What you have to do:
Set down exactly the lines below, starting at the one that contains "Gross monthly salary." and ending at the one that contains "pub enum ValidationErrorKind", with both of those lines included and nothing else.

Supplied records:
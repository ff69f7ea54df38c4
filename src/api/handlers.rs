//! HTTP request handlers for the aguinaldo API.
//!
//! This module contains the handler functions for all API endpoints.

use axum::{
    extract::{rejection::JsonRejection, State},
    http::{header, StatusCode},
    response::{IntoResponse, Response},
    routing::post,
    Json, Router,
};
use tracing::{info, warn};
use uuid::Uuid;

use crate::calculation::perform_calculation;
use crate::error::EngineError;
use crate::models::RawBonusInput;

use super::request::CalculationRequest;
use super::response::{ApiError, ApiErrorResponse, ValidationResponse};
use super::state::AppState;

/// Creates the API router with all endpoints.
pub fn create_router(state: AppState) -> Router {
    Router::new()
        .route("/calculate", post(calculate_handler))
        .route("/validate", post(validate_handler))
        .with_state(state)
}

/// Handler for POST /calculate endpoint.
///
/// Validates the raw input and, if every field passes, returns the bonus
/// with its audit trace. Field errors come back as 422.
async fn calculate_handler(
    State(state): State<AppState>,
    payload: Result<Json<CalculationRequest>, JsonRejection>,
) -> Response {
    let correlation_id = Uuid::new_v4();
    info!(correlation_id = %correlation_id, "Processing calculation request");

    let raw: RawBonusInput = match payload {
        Ok(Json(request)) => request.into(),
        Err(rejection) => return rejection_response(correlation_id, rejection),
    };
    let scenario = raw.scenario();

    let input = match state.validator().validate(&raw) {
        Ok(input) => input,
        Err(errors) => {
            warn!(
                correlation_id = %correlation_id,
                scenario = scenario.as_str(),
                errors = %errors,
                "Input rejected"
            );
            return ApiErrorResponse::from(EngineError::from(errors)).into_response();
        }
    };

    let result = perform_calculation(&input, state.config().policy(), state.formatter());
    info!(
        correlation_id = %correlation_id,
        calculation_id = %result.calculation_id,
        scenario = scenario.as_str(),
        bonus_amount = %result.bonus_amount,
        warnings = result.audit_trace.warnings.len(),
        duration_us = result.audit_trace.duration_us,
        "Calculation completed successfully"
    );

    (
        StatusCode::OK,
        [(header::CONTENT_TYPE, "application/json")],
        Json(result),
    )
        .into_response()
}

/// Handler for POST /validate endpoint.
///
/// Runs the same validation as `/calculate` without computing anything.
/// Always 200 for a well-formed body; the verdict is in the payload.
async fn validate_handler(
    State(state): State<AppState>,
    payload: Result<Json<CalculationRequest>, JsonRejection>,
) -> Response {
    let correlation_id = Uuid::new_v4();

    let raw: RawBonusInput = match payload {
        Ok(Json(request)) => request.into(),
        Err(rejection) => return rejection_response(correlation_id, rejection),
    };

    let response = ValidationResponse::from(state.validator().validate(&raw).map(|_| ()));
    info!(
        correlation_id = %correlation_id,
        scenario = raw.scenario().as_str(),
        valid = response.valid,
        "Validation completed"
    );

    (
        StatusCode::OK,
        [(header::CONTENT_TYPE, "application/json")],
        Json(response),
    )
        .into_response()
}

/// Turns a body that could not be read as a request into a 400.
fn rejection_response(correlation_id: Uuid, rejection: JsonRejection) -> Response {
    let error = match rejection {
        JsonRejection::JsonDataError(err) => {
            let body_text = err.body_text();
            warn!(
                correlation_id = %correlation_id,
                error = %body_text,
                "JSON data error"
            );
            ApiError::new("INVALID_REQUEST", body_text)
        }
        JsonRejection::JsonSyntaxError(err) => {
            warn!(
                correlation_id = %correlation_id,
                error = %err,
                "JSON syntax error"
            );
            ApiError::malformed_json(format!("Invalid JSON syntax: {}", err))
        }
        JsonRejection::MissingJsonContentType(_) => {
            ApiError::new("MISSING_CONTENT_TYPE", "Content-Type must be application/json")
        }
        _ => ApiError::malformed_json("Failed to parse request body"),
    };

    ApiErrorResponse {
        status: StatusCode::BAD_REQUEST,
        error,
    }
    .into_response()
}
//! Field-scoped validation errors.
//!
//! Every invalid field carries exactly one [`ValidationErrorKind`]; the
//! user-facing message is derived from the kind and the field, in the
//! single display locale (Spanish).

use std::collections::BTreeMap;
use std::fmt;

use serde::{Deserialize, Serialize};

/// A form field that can fail validation.
#[derive(Debug, Clone, Copy, PartialEq, Eq, PartialOrd, Ord, Hash, Serialize, Deserialize)]
#[serde(rename_all = "snake_case")]
pub enum Field {
    /// Gross monthly salary.
    MonthlySalary,
    /// Days of bonus pay owed (tenured only).
    BonusDays,
    /// Employment start date (new hire only).
    StartDate,
    /// Bonus payment date (new hire only).
    EndDate,
}

impl Field {
    /// Returns the wire name of the field.
    pub fn as_str(&self) -> &'static str {
        match self {
            Field::MonthlySalary => "monthly_salary",
            Field::BonusDays => "bonus_days",
            Field::StartDate => "start_date",
            Field::EndDate => "end_date",
        }
    }
}

impl fmt::Display for Field {
    fn fmt(&self, f: &mut fmt::Formatter<'_>) -> fmt::Result {
        f.write_str(self.as_str())
    }
}

/// The reason a single field was rejected.
#[derive(Debug, Clone, Copy, PartialEq, Eq, Hash, Serialize, Deserialize)]
#[serde(rename_all = "snake_case")]
pub enum ValidationErrorKind {
    /// A required field was absent or blank.
    Missing,
    /// A numeric field did not parse as a number.
    NotANumber,
    /// A numeric field was zero or negative.
    NotPositive,
    /// A date field did not parse as `YYYY-MM-DD`.
    InvalidDate,
    /// A date fell outside the selectable window, or a number exceeded
    /// the accepted maximum.
    OutOfRange,
    /// The payment date precedes the start date.
    InvalidRange,
}

impl ValidationErrorKind {
    /// Returns the user-facing message for this error on the given field.
    pub fn message_for(&self, field: Field) -> &'static str {
        match (self, field) {
            (ValidationErrorKind::Missing, Field::EndDate) => {
                "Debes seleccionar la fecha de paga del aguinaldo."
            }
            (ValidationErrorKind::Missing, _) => "Campo requerido",
            (ValidationErrorKind::NotANumber, _) => "Debe ser un número.",
            (ValidationErrorKind::NotPositive, _) => "Debe ser mayor a 0.",
            (ValidationErrorKind::InvalidDate, _) => "Fecha inválida.",
            (ValidationErrorKind::OutOfRange, Field::StartDate | Field::EndDate) => {
                "La fecha debe estar entre 01/01/1900 y hoy."
            }
            (ValidationErrorKind::OutOfRange, _) => "El valor es demasiado grande.",
            (ValidationErrorKind::InvalidRange, _) => {
                "La fecha de paga no puede ser anterior a la fecha de inicio."
            }
        }
    }
}

/// The set of invalid fields for one validation pass.
///
/// # Example
///
/// ```
/// use aguinaldo_engine::models::{Field, FieldErrors, ValidationErrorKind};
///
/// let mut errors = FieldErrors::new();
/// errors.insert(Field::MonthlySalary, ValidationErrorKind::NotPositive);
/// assert_eq!(errors.message(Field::MonthlySalary), Some("Debe ser mayor a 0."));
/// assert_eq!(errors.message(Field::BonusDays), None);
/// ```
#[derive(Debug, Clone, Default, PartialEq, Eq)]
pub struct FieldErrors {
    errors: BTreeMap<Field, ValidationErrorKind>,
}

impl FieldErrors {
    /// Creates an empty error set.
    pub fn new() -> Self {
        Self::default()
    }

    /// Records an error for a field, replacing any previous one.
    pub fn insert(&mut self, field: Field, kind: ValidationErrorKind) {
        self.errors.insert(field, kind);
    }

    /// Removes the error for a field, if any.
    pub fn clear(&mut self, field: Field) {
        self.errors.remove(&field);
    }

    /// Returns the error kind for a field, if any.
    pub fn get(&self, field: Field) -> Option<ValidationErrorKind> {
        self.errors.get(&field).copied()
    }

    /// Returns the user-facing message for a field, if it is invalid.
    pub fn message(&self, field: Field) -> Option<&'static str> {
        self.get(field).map(|kind| kind.message_for(field))
    }

    /// Returns true when no field is invalid.
    pub fn is_empty(&self) -> bool {
        self.errors.is_empty()
    }

    /// Returns the number of invalid fields.
    pub fn len(&self) -> usize {
        self.errors.len()
    }

    /// Iterates over invalid fields in a stable order.
    pub fn iter(&self) -> impl Iterator<Item = (Field, ValidationErrorKind)> + '_ {
        self.errors.iter().map(|(field, kind)| (*field, *kind))
    }

    /// Returns field name to message pairs, as shown next to each field.
    pub fn to_messages(&self) -> BTreeMap<String, String> {
        self.iter()
            .map(|(field, kind)| (field.as_str().to_string(), kind.message_for(field).to_string()))
            .collect()
    }
}

impl fmt::Display for FieldErrors {
    fn fmt(&self, f: &mut fmt::Formatter<'_>) -> fmt::Result {
        let mut first = true;
        for (field, kind) in self.iter() {
            if !first {
                f.write_str("; ")?;
            }
            write!(f, "{}: {}", field, kind.message_for(field))?;
            first = false;
        }
        Ok(())
    }
}

impl Serialize for FieldErrors {
    fn serialize<S: serde::Serializer>(&self, serializer: S) -> Result<S::Ok, S::Error> {
        self.to_messages().serialize(serializer)
    }
}
//! Daily rate derivation shared by both bonus formulas.
//!
//! Article 87 of the Ley Federal del Trabajo sets the bonus at a minimum of
//! 15 days of salary, with a month counted as 30 days and a year as 365.

use rust_decimal::Decimal;

/// Legal provision every bonus audit step refers to.
pub const LEGAL_REF: &str = "LFT art. 87";

/// Days in a salary month.
pub const DAYS_PER_MONTH: Decimal = Decimal::from_parts(30, 0, 0, false, 0);

/// Days in a bonus accrual year.
pub const DAYS_PER_YEAR: Decimal = Decimal::from_parts(365, 0, 0, false, 0);

/// Minimum bonus days for a full year of work.
pub const STATUTORY_BONUS_DAYS: Decimal = Decimal::from_parts(15, 0, 0, false, 0);

/// Returns the salary for a single day: `monthly_salary / 30`.
///
/// # Examples
///
/// ```
/// use aguinaldo_engine::calculation::daily_salary;
/// use rust_decimal::Decimal;
///
/// assert_eq!(daily_salary(Decimal::from(9000)), Decimal::from(300));
/// ```
pub fn daily_salary(monthly_salary: Decimal) -> Decimal {
    monthly_salary / DAYS_PER_MONTH
}

/// Returns the bonus accrued per day worked: a full statutory bonus spread
/// evenly over the year, `(monthly_salary / 30 * 15) / 365`.
pub fn daily_bonus_rate(monthly_salary: Decimal) -> Decimal {
    daily_salary(monthly_salary) * STATUTORY_BONUS_DAYS / DAYS_PER_YEAR
}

Your response:
    /// Gross monthly salary.
    MonthlySalary,
    /// Days of bonus pay owed (tenured only).
    BonusDays,
    /// Employment start date (new hire only).
    StartDate,
    /// Bonus payment date (new hire only).
    EndDate,
}

impl Field {
    /// Returns the wire name of the field.
    pub fn as_str(&self) -> &'static str {
        match self {
            Field::MonthlySalary => "monthly_salary",
            Field::BonusDays => "bonus_days",
            Field::StartDate => "start_date",
            Field::EndDate => "end_date",
        }
    }
}

impl fmt::Display for Field {
    fn fmt(&self, f: &mut fmt::Formatter<'_>) -> fmt::Result {
        f.write_str(self.as_str())
    }
}

/// The reason a single field was rejected.
#[derive(Debug, Clone, Copy, PartialEq, Eq, Hash, Serialize, Deserialize)]
#[serde(rename_all = "snake_case")]
pub enum ValidationErrorKind {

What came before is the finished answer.